Our Partnership with the University of Florida Supplements and enhances the critically important data collection already being carried out by estuary programs and the Florida Department of Environmental Protection, and will fill in gaps in the data to provide a clearer picture of the effects of the Pine Point spill on the marine environment in Florida. .
But there is much more to learn from Pine Point—we need to shape how we respond to the inevitable similar events that may happen in the future. Florida needs to be prepared. Here’s what I see as the most important lesson I’ve learned so far:
1. Tropical weather is becoming more frequent and more severe and will cause more toxic spills alike at Pine Point
Warmer water temperatures cause more frequent and more severe tropical weather. Hurricane season officially begins on June 1, and it is becoming more common for the tropical season to begin in May. 2021 is no exception – we have already named storms in May of this year.
Hurricanes, tropical storms, tropical depressions—even a really bad afternoon thunderstorm—can cause piles of phosphogypsum to break off. The warmer the gulf and ocean, the worse the weather; The worse the weather, the more likely it is to spread.
We need to clean up sites like Pine Point, and we need to protect and buffer our beaches from rising seas. That means investing in smart development, adaptive coastal management and resilient gray infrastructure, along with investments in green infrastructure such as mangroves, coral reefs, dunes, seagrass flats and oyster beds. Floridians need flexibility to be their mantra because a rising sea won’t wait for us to bring it all together and we, as Floridians, want to preserve that iconic coastal environment we all love .
2. Responding to environmental tragedies is not enough—we need to be prepared for them
Governor DeSantis pledged more than $15 million to clean up the Pine Point facility, and the state legislature has invested an additional $100 million in the annual budget to support cleanup efforts. That’s great—it’s money that needs to be spent to solve this particular problem. But it’s responsive in nature, and it’s like pointing a sharpened gun at a house fire—the actual cost associated with cleaning Pine Point is closer to $200 million. In addition, there are about two dozen similar phosphogypsum facilities in Florida, and this does not take into account the litany of other components of the human environment that may fail and threaten Florida’s ecosystems, whether it is agriculture, heavy industry, sewers or Be septic.
We need to be proactive in Florida and we need to prepare to face the environmental threats that are coming down the pike.
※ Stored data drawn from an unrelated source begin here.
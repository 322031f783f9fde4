//! Fill-order priority policies
//!
//! A priority policy scores boundary vertices; higher scores are filled
//! first. Scores may only depend on valid pixels, and the driver recomputes
//! them for vertices near each fill.

use ndarray::Array2;
use rand::{Rng, SeedableRng, rngs::StdRng};

use crate::spatial::grid::{Mask, StructureField};
use crate::spatial::patch::{Patch, Region, Vertex};

/// Scores boundary vertices for fill order
pub trait PriorityPolicy {
    /// Seed internal state from the initial mask
    fn initialize(&mut self, _mask: &Mask) {}

    /// Priority of a boundary vertex under the current mask
    fn priority(&mut self, vertex: Vertex, mask: &Mask) -> f32;

    /// Observe a fill of `target` that turned `filled` from hole to valid
    ///
    /// Called after the mask has been updated.
    fn update(&mut self, _target: &Patch, _filled: &[Vertex], _mask: &Mask) {}
}

/// Signal contributing to a weighted priority
#[derive(Debug, Clone, Copy, PartialEq, Eq)]
pub enum PriorityTerm {
    /// Share of reliable data in the patch around the vertex
    Confidence,
    /// Strongest structure signal over valid pixels of the patch, in `[0, 1]`
    Structure,
}

/// How weighted terms are combined
#[derive(Debug, Clone, Copy, PartialEq, Eq, Default)]
pub enum Combination {
    /// `sum(weight * term)`
    #[default]
    Sum,
    /// `product(term ^ weight)`
    Product,
}

/// Priority combining confidence and structure terms
#[derive(Debug, Clone)]
pub struct WeightedPriority {
    half_width: usize,
    terms: Vec<(PriorityTerm, f32)>,
    combination: Combination,
    confidence: Array2<f32>,
    structure: Option<StructureField>,
    structure_max: f32,
}

impl WeightedPriority {
    /// Create a policy from `(term, weight)` pairs
    pub fn new(half_width: usize, terms: Vec<(PriorityTerm, f32)>, combination: Combination) -> Self {
        Self {
            half_width,
            terms,
            combination,
            confidence: Array2::zeros((0, 0)),
            structure: None,
            structure_max: 0.0,
        }
    }

    /// Confidence-only policy
    pub fn confidence(half_width: usize) -> Self {
        Self::new(
            half_width,
            vec![(PriorityTerm::Confidence, 1.0)],
            Combination::Sum,
        )
    }

    /// Attach the precomputed structure signal
    #[must_use]
    pub fn with_structure(mut self, structure: StructureField) -> Self {
        self.structure_max = structure.iter().copied().fold(0.0_f32, f32::max);
        self.structure = Some(structure);
        self
    }

    /// Confidence value currently stored for a pixel
    pub fn pixel_confidence(&self, vertex: Vertex) -> f32 {
        self.confidence.get(vertex).copied().unwrap_or(0.0)
    }

    fn window(&self, vertex: Vertex, mask: &Mask) -> Region {
        Region::new(vertex, 1, 1).expand(self.half_width, &mask.bounds())
    }

    fn patch_area(&self) -> f32 {
        let side = 2 * self.half_width + 1;
        (side * side) as f32
    }

    fn confidence_term<F>(&self, vertex: Vertex, mask: &Mask, counts: F) -> f32
    where
        F: Fn(Vertex) -> bool,
    {
        let sum: f32 = self
            .window(vertex, mask)
            .vertices()
            .filter(|&v| counts(v))
            .map(|v| self.pixel_confidence(v))
            .sum();
        sum / self.patch_area()
    }

    fn structure_term(&self, vertex: Vertex, mask: &Mask) -> f32 {
        let Some(structure) = &self.structure else {
            return 0.0;
        };
        if self.structure_max <= f32::EPSILON {
            return 0.0;
        }
        let strongest = self
            .window(vertex, mask)
            .vertices()
            .filter(|&v| mask.is_valid(v))
            .filter_map(|v| structure.get(v).copied())
            .fold(0.0_f32, f32::max);
        strongest / self.structure_max
    }
}

impl PriorityPolicy for WeightedPriority {
    fn initialize(&mut self, mask: &Mask) {
        self.confidence = Array2::from_shape_fn((mask.rows(), mask.cols()), |(row, col)| {
            if mask.is_valid([row, col]) { 1.0 } else { 0.0 }
        });
    }

    fn priority(&mut self, vertex: Vertex, mask: &Mask) -> f32 {
        let values = self.terms.iter().map(|&(term, weight)| {
            let value = match term {
                PriorityTerm::Confidence => {
                    self.confidence_term(vertex, mask, |v| mask.is_valid(v))
                }
                PriorityTerm::Structure => self.structure_term(vertex, mask),
            };
            (value, weight)
        });

        match self.combination {
            Combination::Sum => values.map(|(value, weight)| weight * value).sum(),
            Combination::Product => values
                .map(|(value, weight)| value.powf(weight))
                .product(),
        }
    }

    fn update(&mut self, target: &Patch, filled: &[Vertex], mask: &Mask) {
        // Confidence of the target as it was before the fill
        let inherited = self.confidence_term(target.center(), mask, |v| {
            mask.is_valid(v) && !filled.contains(&v)
        });
        for &vertex in filled {
            if let Some(c) = self.confidence.get_mut(vertex) {
                *c = inherited;
            }
        }
    }
}

/// Non-informative priority drawn from a seeded generator
#[derive(Debug, Clone)]
pub struct RandomPriority {
    rng: StdRng,
}

impl RandomPriority {
    /// Create a reproducible random policy
    pub fn new(seed: u64) -> Self {
        Self {
            rng: StdRng::seed_from_u64(seed),
        }
    }
}

impl PriorityPolicy for RandomPriority {
    fn priority(&mut self, _vertex: Vertex, _mask: &Mask) -> f32 {
        self.rng.random::<f32>()
    }
}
3. Floridians from all walks of life and the political spectrum need to band together and fight for Florida’s ocean and coasts
Pine Point’s response was really encouraging, but it’s just a taste of the Florida-wide response we needed. This time, it was Tampa Bay; But a tragedy is also unfolding in the Indian River Lagoon with seagrass deaths and manatee mortalities; There have been fish deaths in Biscayne Bay in the past year; And the FWC commissioners have had to close the iconic Apalachicola oyster fishery in the Panhandle to allow it to recover due to the lack of fresh water flowing out of Alabama and Georgia.
Wherever you look, danger is imminent—and we need Floridians from all walks of life, regardless of your party affiliation or your political identity, to step up. and speak for Florida’s ocean and coasts.
Post 3 Lessons Learned From Florida’s Pine Point Disaster first appeared ocean protection.
Disclaimer: The opinions expressed within this article are the personal opinions of the author. The facts and opinions appearing in the article do not reflect the views of knews.uk and knews.uk does not assume any responsibility or liability for the same.